A resource allocation paradigm shift for DAO management is necessary, instead of the politicization of the decision-making power distribution.
DAOs need to create an amalgamation of the principal-agent mutual fund model and the polycentric governance, coherent with the decentralization ethos, to achieve better resource allocation outcomes.
This article has been prompted by my reading of Yuga Labs' recent announcement to dissolve the ApeCoin DAO and replace it with a more streamlined entity, ApeCo. ApeCo is to be a branch entity within the Yuga Labs ecosystem, with a defined management board.

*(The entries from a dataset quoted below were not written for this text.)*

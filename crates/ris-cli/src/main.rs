//! RIS Lab command-line interface.
//!
//! Run experiments from YAML, JSON, or TOML configuration files:
//! ```sh
//! ris-cli run experiment.yaml --mode pattern
//! ris-cli run experiment.yaml --mode link --output runs/link
//! ris-cli validate experiment.yaml reference.csv
//! ris-cli hash experiment.yaml
//! ```

mod runner;

use clap::{Parser, Subcommand};
use std::path::PathBuf;

use runner::RunMode;

#[derive(Parser)]
#[command(name = "ris-cli")]
#[command(about = "RIS Lab: phase-profile synthesis and pattern validation for reconfigurable surfaces")]
#[command(version)]
struct Cli {
    #[command(subcommand)]
    command: Commands,
}

#[derive(Subcommand)]
enum Commands {
    /// Synthesize a phase profile and evaluate its pattern or link gain.
    Run {
        /// Path to the experiment configuration file.
        config: PathBuf,
        /// Receive sweep or single-angle link evaluation.
        #[arg(short, long, value_enum, default_value = "pattern")]
        mode: RunMode,
        /// Output directory (overrides `output.base_dir`/`output.run_id`).
        #[arg(short, long)]
        output: Option<PathBuf>,
    },
    /// Compare the simulated pattern against a reference pattern file.
    Validate {
        /// Path to the experiment configuration file.
        config: PathBuf,
        /// Reference pattern (.csv, .npz, or .mat).
        reference: PathBuf,
        /// Output directory (overrides `output.base_dir`/`output.run_id`).
        #[arg(short, long)]
        output: Option<PathBuf>,
    },
    /// Print the SHA-256 hash of the resolved configuration.
    Hash {
        /// Path to the experiment configuration file.
        config: PathBuf,
    },
}

fn main() -> anyhow::Result<()> {
    env_logger::init();
    let cli = Cli::parse();

    match cli.command {
        Commands::Run { config, mode, output } => {
            println!("RIS Lab");
            println!("=======");
            println!("Configuration: {}", config.display());
            let out_dir = runner::run(&config, mode, output.as_deref())?;
            println!("Run complete: {}", out_dir.display());
            Ok(())
        }
        Commands::Validate { config, reference, output } => {
            println!("RIS Lab validation");
            println!("==================");
            println!("Configuration: {}", config.display());
            println!("Reference:     {}", reference.display());
            let (out_dir, passed) = runner::validate(&config, &reference, output.as_deref())?;
            println!("Validation {}: {}", if passed { "PASSED" } else { "FAILED" }, out_dir.display());
            Ok(())
        }
        Commands::Hash { config } => {
            let resolved = ris_core::load_config(&config)?;
            println!("{}", ris_core::config_hash(&resolved)?);
            Ok(())
        }
    }
}
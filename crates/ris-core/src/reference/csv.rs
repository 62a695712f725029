//! Comma-separated reference patterns.
//!
//! ```text
//! # optional comment lines
//! theta_deg,pattern_db
//! -90,-32.1
//! -88,-30.7
//! ...
//! ```
//!
//! Column names are trimmed. `pattern_db` is used when both pattern columns
//! are present.

use super::{select_keys, ReferenceError, ReferencePattern};

/// Parse a reference CSV from a string.
pub fn parse_csv(content: &str) -> Result<ReferencePattern, ReferenceError> {
    let mut lines = content
        .lines()
        .enumerate()
        .map(|(idx, line)| (idx + 1, line.trim()))
        .filter(|(_, line)| !line.is_empty() && !line.starts_with('#'));

    let header: Vec<String> = match lines.next() {
        Some((_, line)) => line.split(',').map(|c| c.trim().to_string()).collect(),
        None => return Err(ReferenceError::MissingKeys { found: Vec::new() }),
    };
    let kind = select_keys(&header)?;

    let column = |key: &str| header.iter().position(|h| h == key);
    let (theta_col, value_col) = match (column("theta_deg"), column(kind.key())) {
        (Some(t), Some(v)) => (t, v),
        _ => return Err(ReferenceError::MissingKeys { found: header.clone() }),
    };

    let mut theta = Vec::new();
    let mut values = Vec::new();
    for (line_no, line) in lines {
        let fields: Vec<&str> = line.split(',').map(str::trim).collect();
        let field = |col: usize, name: &str| -> Result<f64, ReferenceError> {
            let raw = fields.get(col).ok_or_else(|| ReferenceError::FormatError {
                line: line_no,
                message: format!("Missing {} value in '{}'", name, line),
            })?;
            raw.parse().map_err(|_| ReferenceError::FormatError {
                line: line_no,
                message: format!("Invalid {} value: {}", name, raw),
            })
        };
        theta.push(field(theta_col, "theta_deg")?);
        values.push(field(value_col, kind.key())?);
    }

    ReferencePattern::new(theta, values, kind)
}

#[cfg(test)]
mod tests {
    use super::*;
    use crate::reference::PatternKind;

    #[test]
    fn test_parse_db_csv() {
        let content = "# measured 2024\n theta_deg , pattern_db \n-10,-3.5\n\n0,0.0\n10,-4\n";
        let r = parse_csv(content).unwrap();
        assert_eq!(r.kind, PatternKind::Db);
        assert_eq!(r.theta_deg, vec![-10.0, 0.0, 10.0]);
        assert_eq!(r.values, vec![-3.5, 0.0, -4.0]);
    }

    #[test]
    fn test_parse_linear_csv_with_extra_columns() {
        let content = "pattern_linear,note,theta_deg\n0.5,a,1\n1.0,b,2\n";
        let r = parse_csv(content).unwrap();
        assert_eq!(r.kind, PatternKind::Linear);
        assert_eq!(r.theta_deg, vec![1.0, 2.0]);
        assert_eq!(r.values, vec![0.5, 1.0]);
    }

    #[test]
    fn test_bad_rows() {
        let err = parse_csv("theta_deg,pattern_db\n0,abc\n").unwrap_err();
        assert!(matches!(err, ReferenceError::FormatError { line: 2, .. }));
        let err = parse_csv("theta_deg,pattern_db\n0\n").unwrap_err();
        assert!(matches!(err, ReferenceError::FormatError { .. }));
        assert!(matches!(
            parse_csv("theta_deg,pattern_db\n"),
            Err(ReferenceError::Empty)
        ));
        assert!(matches!(
            parse_csv("angle,gain\n0,1\n"),
            Err(ReferenceError::MissingKeys { .. })
        ));
    }
}
//! MATLAB Level-5 `.mat` reference patterns (`mat` feature).

use std::path::Path;

use super::{ReferenceError, ReferencePattern};

#[cfg(feature = "mat")]
pub fn load_mat(path: &Path) -> Result<ReferencePattern, ReferenceError> {
    use super::select_keys;

    let decode = |message: String| ReferenceError::Decode {
        format: "MAT",
        message,
    };

    let mat = matfile::MatFile::parse(std::fs::File::open(path)?).map_err(|e| decode(e.to_string()))?;
    let names: Vec<String> = mat.arrays().iter().map(|a| a.name().to_string()).collect();
    let kind = select_keys(&names)?;

    let read = |key: &str| -> Result<Vec<f64>, ReferenceError> {
        let array = mat
            .find_by_name(key)
            .ok_or_else(|| ReferenceError::MissingKeys { found: names.clone() })?;
        match array.data() {
            matfile::NumericData::Double { real, .. } => Ok(real.clone()),
            matfile::NumericData::Single { real, .. } => Ok(real.iter().map(|&v| v as f64).collect()),
            _ => Err(decode(format!("{} must be a single or double array", key))),
        }
    };
    let theta = read("theta_deg")?;
    let values = read(kind.key())?;

    ReferencePattern::new(theta, values, kind)
}

#[cfg(not(feature = "mat"))]
pub fn load_mat(_path: &Path) -> Result<ReferencePattern, ReferenceError> {
    Err(ReferenceError::MissingDependency {
        format: "MAT",
        dependency: "matfile",
        feature: "mat",
    })
}
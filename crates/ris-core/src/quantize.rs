//! Phase quantization to a finite alphabet.
//!
//! For `b` bits the alphabet is $\{0, \Delta, 2\Delta, \dots\}$ with
//! $\Delta = 2\pi / 2^b$. Each wrapped phase maps to the level with the
//! smallest absolute (non-circular) distance; exact ties go to the lower
//! level.

use std::f64::consts::TAU;

use ndarray::{Array, Dimension};
use serde::{Deserialize, Serialize};

use crate::error::RisError;

/// Continuous phase or a 1/2-bit phase shifter.
#[derive(Debug, Clone, Copy, Default, PartialEq, Eq, Serialize, Deserialize)]
pub enum QuantizationPolicy {
    #[default]
    Continuous,
    OneBit,
    TwoBit,
}

impl QuantizationPolicy {
    /// `None` and `0` are continuous; `1` and `2` select an alphabet.
    pub fn from_bits(bits: Option<i64>) -> Result<Self, RisError> {
        match bits {
            None | Some(0) => Ok(QuantizationPolicy::Continuous),
            Some(1) => Ok(QuantizationPolicy::OneBit),
            Some(2) => Ok(QuantizationPolicy::TwoBit),
            Some(other) => Err(RisError::QuantizationBits(other)),
        }
    }

    pub fn bits(&self) -> u32 {
        match self {
            QuantizationPolicy::Continuous => 0,
            QuantizationPolicy::OneBit => 1,
            QuantizationPolicy::TwoBit => 2,
        }
    }

    /// Phase levels in ascending order; empty when continuous.
    pub fn levels(&self) -> Vec<f64> {
        match self {
            QuantizationPolicy::Continuous => Vec::new(),
            _ => {
                let n = 1usize << self.bits();
                let step = TAU / n as f64;
                (0..n).map(|i| i as f64 * step).collect()
            }
        }
    }

    /// Quantize one phase value.
    pub fn quantize_value(&self, phase: f64) -> f64 {
        let levels = self.levels();
        if levels.is_empty() {
            return phase;
        }
        let wrapped = wrap_phase(phase);
        let mut best = levels[0];
        let mut best_dist = (wrapped - best).abs();
        for &level in &levels[1..] {
            let dist = (wrapped - level).abs();
            // Strict comparison keeps the lower level on ties.
            if dist < best_dist {
                best = level;
                best_dist = dist;
            }
        }
        best
    }

    pub fn apply<D: Dimension>(&self, phase: &Array<f64, D>) -> Array<f64, D> {
        match self {
            QuantizationPolicy::Continuous => phase.clone(),
            _ => phase.mapv(|p| self.quantize_value(p)),
        }
    }
}

/// Wrap into `[0, 2π)`.
pub fn wrap_phase(phase: f64) -> f64 {
    let w = phase.rem_euclid(TAU);
    // rem_euclid can round up to exactly TAU for tiny negative inputs.
    if w >= TAU {
        0.0
    } else {
        w
    }
}

/// Quantize a phase array to `bits` bits (`None`/`0` returns a copy).
pub fn quantize_phase<D: Dimension>(
    phase: &Array<f64, D>,
    bits: Option<i64>,
) -> Result<Array<f64, D>, RisError> {
    let policy = QuantizationPolicy::from_bits(bits)?;
    Ok(policy.apply(phase))
}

The main reasoning behind the proposition was that DAO became increasingly "dysfunctional and hampered meaningful development." In other words, the collective governance model without leadership and strategy lacked directionality of development and stalled, immersing more and more in the system gaming rather than building value. These shortcomings of DAO manifest in many DAOs. The proposition has been voted positively, and hence, one should expect the dissolution of the ApeCoin DAO. Naturally, this precedent raises a question about what DAOs were meant to become and what they can realistically sustain.
AIP Voting Results for AIP-596
While the governance model in tokenized communities may initially resemble a political decision-making process, it is perhaps more accurate to view it as a resource allocation problem. Collective governance becomes most relevant in contexts involving the management of common-pool resources and public goods. In such settings, governance is not merely a matter of preference aggregation but of determining how to optimally allocate shared resources to maximize collective benefit.

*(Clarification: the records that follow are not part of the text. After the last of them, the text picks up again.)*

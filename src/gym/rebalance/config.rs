use serde::{Deserialize, Serialize};

use crate::error::{EnvError, RebalancerResult};

/// Starting cash of every episode in the reference setup.
pub const DEFAULT_INITIAL_INVESTMENT: f64 = 20_000.0;

/// Configuration blueprint for a rebalancing [`super::env::Environment`].
///
/// # Example
///
/// ```
/// # use rebalancer::prelude::*;
/// let cfg = EnvConfig::default().with_initial_investment(1_000.0);
/// assert_eq!(cfg.initial_investment(), 1_000.0);
/// ```
#[derive(Debug, Clone, Copy, PartialEq, Serialize, Deserialize)]
pub struct EnvConfig {
    /// Cash available at `reset()`.
    initial_investment: f64,
}

impl Default for EnvConfig {
    fn default() -> Self {
        Self {
            initial_investment: DEFAULT_INITIAL_INVESTMENT,
        }
    }
}

impl EnvConfig {
    pub fn with_initial_investment(self, initial_investment: f64) -> Self {
        Self { initial_investment }
    }

    pub fn initial_investment(&self) -> f64 {
        self.initial_investment
    }

    pub fn validate(&self) -> RebalancerResult<()> {
        if !self.initial_investment.is_finite() || self.initial_investment < 0.0 {
            return Err(EnvError::InvalidConfig(format!(
                "Initial investment must be a finite non-negative amount, got {}",
                self.initial_investment
            ))
            .into());
        }
        Ok(())
    }
}
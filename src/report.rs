use std::{
    fmt,
    fs::{self, File},
    path::{Path, PathBuf},
};

use ordered_float::OrderedFloat;
use polars::{
    df,
    prelude::{CsvWriter, DataFrame, SerWriter},
};
use serde::{Deserialize, Serialize};

use crate::{
    agent::RunMode,
    error::{DataError, IoError, RebalancerResult},
};

/// Final portfolio value of every episode in a run, in episode order.
#[derive(Debug, Clone, PartialEq, Serialize, Deserialize)]
pub struct PortfolioValues {
    mode: RunMode,
    values: Vec<f64>,
}

impl PortfolioValues {
    pub const EPISODE_COL: &'static str = "episode";
    pub const VALUE_COL: &'static str = "portfolio_value";

    pub fn new(mode: RunMode) -> Self {
        Self {
            mode,
            values: Vec::new(),
        }
    }

    pub fn with_capacity(mode: RunMode, capacity: usize) -> Self {
        Self {
            mode,
            values: Vec::with_capacity(capacity),
        }
    }

    pub fn push(&mut self, value: f64) {
        self.values.push(value);
    }

    pub fn mode(&self) -> RunMode {
        self.mode
    }

    pub fn values(&self) -> &[f64] {
        &self.values
    }

    pub fn len(&self) -> usize {
        self.values.len()
    }

    pub fn is_empty(&self) -> bool {
        self.values.is_empty()
    }

    /// `train.csv` or `test.csv`.
    pub fn filename(&self) -> String {
        format!("{}.csv", self.mode)
    }

    pub fn to_df(&self) -> RebalancerResult<DataFrame> {
        let episodes = (0..self.values.len() as u64).collect::<Vec<_>>();
        df!(
            Self::EPISODE_COL => episodes,
            Self::VALUE_COL => self.values.clone(),
        )
        .map_err(|e| DataError::DataFrame(format!("Failed to build report frame: {e}")).into())
    }

    /// Write the report into `dir`, creating it if needed. Returns the file path.
    pub fn to_csv(&self, dir: impl AsRef<Path>) -> RebalancerResult<PathBuf> {
        let dir = dir.as_ref();
        if !dir.exists() {
            fs::create_dir_all(dir).map_err(|e| {
                IoError::FileSystem(format!(
                    "Failed to create directory {}: {}",
                    dir.display(),
                    e
                ))
            })?;
        }

        let file_path = dir.join(self.filename());
        let mut file = File::create(&file_path).map_err(IoError::from)?;
        let mut df = self.to_df()?;
        CsvWriter::new(&mut file)
            .include_header(true)
            .finish(&mut df)
            .map_err(|e| {
                IoError::WriteFailed(format!(
                    "Failed to write CSV to '{}': {e}",
                    file_path.display()
                ))
            })?;

        Ok(file_path)
    }

    pub fn summary(&self) -> Option<Summary> {
        if self.values.is_empty() {
            return None;
        }

        let mut sorted = self
            .values
            .iter()
            .copied()
            .map(OrderedFloat)
            .collect::<Vec<_>>();
        sorted.sort_unstable();

        let n = sorted.len();
        let median = if n % 2 == 1 {
            sorted[n / 2].0
        } else {
            (sorted[n / 2 - 1].0 + sorted[n / 2].0) / 2.0
        };

        Some(Summary {
            episodes: n,
            mean: self.values.iter().sum::<f64>() / n as f64,
            median,
            min: sorted[0].0,
            max: sorted[n - 1].0,
        })
    }
}

#[derive(Debug, Clone, Copy, PartialEq, Serialize, Deserialize)]
pub struct Summary {
    pub episodes: usize,
    pub mean: f64,
    pub median: f64,
    pub min: f64,
    pub max: f64,
}

impl fmt::Display for Summary {
    fn fmt(&self, f: &mut fmt::Formatter<'_>) -> fmt::Result {
        write!(
            f,
            "episodes: {}, mean: {:.2}, median: {:.2}, min: {:.2}, max: {:.2}",
            self.episodes, self.mean, self.median, self.min, self.max
        )
    }
}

In the case of tokenized DAOs, where members jointly manage a shared treasury, the central task is to allocate capital across competing proposals in a way that maximizes returns and, by extension, increases the welfare of both individual members and the DAO as a whole. Realistically, this task demands a model closer to portfolio optimization than to idealistic consensus-building, especially in high-uncertainty, multi-stakeholder environments.
However, unlike personal investing, this model must contend with the aggregation of heterogeneous preferences. And unlike venture capital, DAO governance is not designed to take large, concentrated risks on behalf of a small group of decision-makers. The central challenge, then, lies in efficiently aggregating diverse preferences to optimize long-term performance. Kenneth Arrow’s impossibility theorem makes this difficulty explicit: when more than two options are in play, no voting system can reliably aggregate individual preferences into a collectively rational decision.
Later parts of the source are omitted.